Talk about perceptions, then guiding principles

July 12, 2010

Here’s hoping that the good people of Charlotte-Mecklenburg can talk out some guiding perceptions before they need to decide on guiding principles.

For it is perceptions that have long shaped the principles of CMS school assignment policy. And created the massive separations by race and by economics that are embodied in the attendance numbers below.

I was reminded to start with perceptions by an aphorism long connected with former chair and current CMS board member Joe White.

People want to go to their neighborhood school, he often says, as long as it is a good school. By extension, even the most rabid neighborhood-schools advocate will exercise other options if the neighborhood school does not have a reputation of being a good school. So what factors contribute to a school’s reputation?

Any school’s reputation is composed of truths and falsities – along with stories about one-time realities, both good and bad, that no longer apply. Example: A school can suffer from a reputation for bad plumbing long after the problem is fixed. So what are the realities and the perceptions that mix together to create a reputation? Your thoughts? Here’s the list so far.

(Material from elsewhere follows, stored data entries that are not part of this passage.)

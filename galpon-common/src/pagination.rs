//! Pagination utilities for list endpoints
//!
//! Every list endpoint takes optional `page` and `limit` query parameters and
//! returns a `pagination` block alongside its rows.

use serde::{Deserialize, Serialize};

/// Largest page size a client may request
pub const MAX_PAGE_SIZE: i64 = 100;

/// Raw `page`/`limit` query parameters as they arrive on a request
#[derive(Debug, Clone, Copy, Default, Deserialize)]
pub struct PageParams {
    pub page: Option<i64>,
    pub limit: Option<i64>,
}

/// Sanitized pagination values for a SQL LIMIT/OFFSET query
#[derive(Debug, Clone, Copy)]
pub struct PageRequest {
    /// Current page number (1-indexed)
    pub page: i64,
    /// Rows per page, clamped to [1, MAX_PAGE_SIZE]
    pub limit: i64,
    /// Offset for SQL LIMIT/OFFSET query
    pub offset: i64,
}

/// Pagination metadata returned to the client
#[derive(Debug, Clone, Copy, Serialize)]
pub struct PageInfo {
    pub page: i64,
    pub limit: i64,
    pub total: i64,
    pub total_pages: i64,
}

impl PageRequest {
    /// Sanitize raw query parameters.
    ///
    /// `default_limit` varies per resource (10 for gate lists, 25 for stock
    /// lists). Page floors at 1; limit clamps to [1, MAX_PAGE_SIZE].
    pub fn from_params(params: PageParams, default_limit: i64) -> Self {
        let limit = params
            .limit
            .unwrap_or(default_limit)
            .clamp(1, MAX_PAGE_SIZE);
        let page = params.page.unwrap_or(1).max(1);

        Self {
            page,
            limit,
            offset: (page - 1) * limit,
        }
    }

    /// Build the response metadata once the total row count is known
    pub fn info(&self, total: i64) -> PageInfo {
        PageInfo {
            page: self.page,
            limit: self.limit,
            total,
            total_pages: (total + self.limit - 1) / self.limit,
        }
    }
}

#[cfg(test)]
mod tests {
    use super::*;

    fn params(page: Option<i64>, limit: Option<i64>) -> PageParams {
        PageParams { page, limit }
    }

    #[test]
    fn test_defaults_applied() {
        let req = PageRequest::from_params(params(None, None), 25);
        assert_eq!(req.page, 1);
        assert_eq!(req.limit, 25);
        assert_eq!(req.offset, 0);
    }

    #[test]
    fn test_offset_math() {
        let req = PageRequest::from_params(params(Some(3), Some(10)), 25);
        assert_eq!(req.page, 3);
        assert_eq!(req.offset, 20);
    }

    #[test]
    fn test_limit_clamped_high() {
        let req = PageRequest::from_params(params(Some(1), Some(5000)), 25);
        assert_eq!(req.limit, MAX_PAGE_SIZE);
    }

    #[test]
    fn test_limit_clamped_low() {
        let req = PageRequest::from_params(params(Some(1), Some(0)), 25);
        assert_eq!(req.limit, 1);
    }

    #[test]
    fn test_page_floors_at_one() {
        let req = PageRequest::from_params(params(Some(-4), Some(10)), 25);
        assert_eq!(req.page, 1);
        assert_eq!(req.offset, 0);
    }

    #[test]
    fn test_info_total_pages_rounds_up() {
        let req = PageRequest::from_params(params(Some(1), Some(10)), 25);
        let info = req.info(101);
        assert_eq!(info.total, 101);
        assert_eq!(info.total_pages, 11);
    }

    #[test]
    fn test_info_empty_result_set() {
        let req = PageRequest::from_params(params(Some(1), Some(10)), 25);
        let info = req.info(0);
        assert_eq!(info.total_pages, 0);
    }

    #[test]
    fn test_info_exact_boundary() {
        let req = PageRequest::from_params(params(Some(2), Some(50)), 25);
        let info = req.info(100);
        assert_eq!(info.total_pages, 2);
    }
}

Test scores. That’s a reality, right? Only, we all know that school-wide averages on the state achievement tests are a blunt and misleading instrument. I am reminded of the principal of a high-flying CMS school who realized that the cause for a huge reported school-wide achievement gap was a group of six students. Three of those were fine. The other three were way behind but making progress in self-contained classes for the hearing-impaired. The test scores of the three students gave the school a reputation for “bad” test scores.

Schoolhouse condition. We all have stories about children thriving in unattractive circumstances. But adult perceptions are deeply important in attracting and retaining both staff and parents. For decades in CMS, adults with choices shunned run-down schools. The CMS building program of the last 30 years has largely removed building conditions as an issue. But any parent visiting a schoolhouse who sees unkempt conditions has every reason to be suspicious that the neglect goes deeper.

Neighborhood condition. Adults are highly sensitive to crime statistics, visual neighborhood conditions, what their neighbors say about the neighborhood surrounding the schoolhouse, the potholes in the streets, you name it. Some or absolutely none of these pieces of information may be good cues to a school’s classroom learning environment. But that will not stop adults from pre-judging a school’s excellence based on neighborhood conditions.

Poverty statistics. For the non-poor of all ethnicities, children of poverty appear to be the default guide to whether a school is good or bad. If this were not so, why do boundary lines sort out the poor so carefully from their wealthier immediate neighbors? If this were not so, and when the statistics on poverty and race track each other so well, why would the numbers below look the way they do?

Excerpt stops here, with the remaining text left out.